Almond Cloud Cookies
Chewy-crisp and intensely almond-y, here's our version of the King Arthur
Bakery's best-selling cookie. This cookie is gluten-free!
- 10 ounces almond paste
- 1 cup sugar
- 1/4 teaspoon salt
- 2 large egg whites, lightly beaten
- 1/4 teaspoon almond extract
- 1/8 teaspoon extra-strong bitter almond oil
- Confectioners' sugar or glazing sugar, for topping
- Heat the oven to 325 degrees F. Lightly grease (or line with parchment)
two baking sheets.
- Blend the almond paste, sugar, and salt until the mixture becomes uniformly
crumbly; this is best done in a stand mixer.
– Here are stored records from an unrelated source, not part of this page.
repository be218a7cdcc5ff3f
pub(crate) mod message;
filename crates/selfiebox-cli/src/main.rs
mod cli;

fn main() {
    if let Err(e) = cli::run() {
        eprintln!("{e:#}"); // pretty anyhow chain
        std::process::exit(1);
    }
}
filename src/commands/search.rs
use crate::{
    db::students::Students,
    libs::{messages::Message, validation::validate_id, view::View},
    msg_error,
};
use anyhow::Result;
use clap::Args;

#[derive(Debug, Args)]
pub struct SearchArgs {
    /// Six-digit ID of the student to look up
    #[arg(required = true)]
    pub id: String,
}

pub fn cmd(args: SearchArgs) -> Result<()> {
    let id = match validate_id(args.id.trim()) {
        Ok(id) => id,
        Err(error) => {
            msg_error!(Message::InvalidInput(error.to_string()));
            return Ok(());
        }
    };

    let mut students = Students::open_default()?;
    match students.find_by_id(id)? {
        Some(student) => View::students(&[student]),
        None => msg_error!(Message::StudentNotFound(id)),
    }

    students.close()?;
    Ok(())
}
//! # Studman - Student records manager
//!
//! A command-line utility for keeping student records in a local SQLite
//! database.
//!
//! ## Features
//!
//! - **Validated Entry**: Every field is checked before anything is written
//! - **Partial Updates**: Change only the fields you name
//! - **Search and Filter**: Look up by ID, filter by year level and degree program
//! - **Sorting**: Order listings by ID, name or year level
//! - **Configurable Programs**: Maintain the degree program list in `config.json`
//!
//! ## Usage
//!
//! ```rust,no_run
//! use studman::commands::Cli;
//!
//! fn main() -> anyhow::Result<()> {
//!     Cli::menu()
//! }
//! ```

pub mod commands;
pub mod db;
pub mod libs;
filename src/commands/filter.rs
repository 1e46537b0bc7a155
//! Apply the listing filters and sort order.
//!
//! Both selectors accept "All" (the default) to leave that column unfiltered.

use super::show_students;
use crate::{
    db::students::Students,
    libs::{
        messages::Message,
        student::{SortKey, StudentFilter},
        validation::{degree_filter, validate_year_filter, FILTER_ALL},
    },
    msg_error,
};
use anyhow::Result;
use clap::Args;

#[derive(Debug, Args)]
pub struct FilterArgs {
    /// Year level to show, 1 to 4, or All
    #[arg(short, long, default_value = FILTER_ALL)]
    pub year: String,
    /// Degree program to show, or All
    #[arg(short, long, default_value = FILTER_ALL)]
    pub degree: String,
    /// Column to sort by
    #[arg(short, long, value_enum)]
    pub sort: Option<SortKey>,
}

pub fn cmd(args: FilterArgs) -> Result<()> {
    let year_level = match validate_year_filter(&args.year) {
        Ok(year_level) => year_level,
        Err(error) => {
            msg_error!(Message::InvalidInput(error.to_string()));
            return Ok(());
        }
    };

    let filter = StudentFilter {
        year_level,
        degree_program: degree_filter(&args.degree),
    };

    let mut students = Students::open_default()?;
    let found = students.query(&filter, args.sort)?;
    show_students(&found);

    students.close()?;
    Ok(())
}
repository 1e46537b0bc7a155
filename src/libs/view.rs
use super::config::Config;
use super::student::Student;
use prettytable::{row, Table};

pub struct View {}

impl View {
    pub fn students(students: &[Student]) {
        let mut table = Table::new();

        table.add_row(row!["ID", "NAME", "BIRTHDAY", "ADDRESS", "GENDER", "PROGRAM", "YEAR"]);
        for student in students {
            table.add_row(row![
                format!("{:06}", student.id),
                student.full_name,
                student.birthday_text(),
                student.address,
                student.gender,
                student.degree_program,
                student.year_level
            ]);
        }
        table.printstd();
    }

    pub fn degree_programs(config: &Config) {
        let mut table = Table::new();

        table.add_row(row!["#", "PROGRAM"]);
        for (index, program) in config.degree_programs.iter().enumerate() {
            table.add_row(row![index + 1, program]);
        }
        table.printstd();
    }
}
- Add the egg whites gradually, while mixing, to make a smooth paste.
- Stir in the flavorings.
- Scoop the dough by heaping tablespoons onto the prepared pans.
- Sprinkle the cookies heavily with confectioners' sugar, then use three
fingers to press an indentation into the center of each cookie.
- Bake the cookies for 20 to 25 minutes, until they're brown around the
- Remove them from the oven, and let them cool right on the pan.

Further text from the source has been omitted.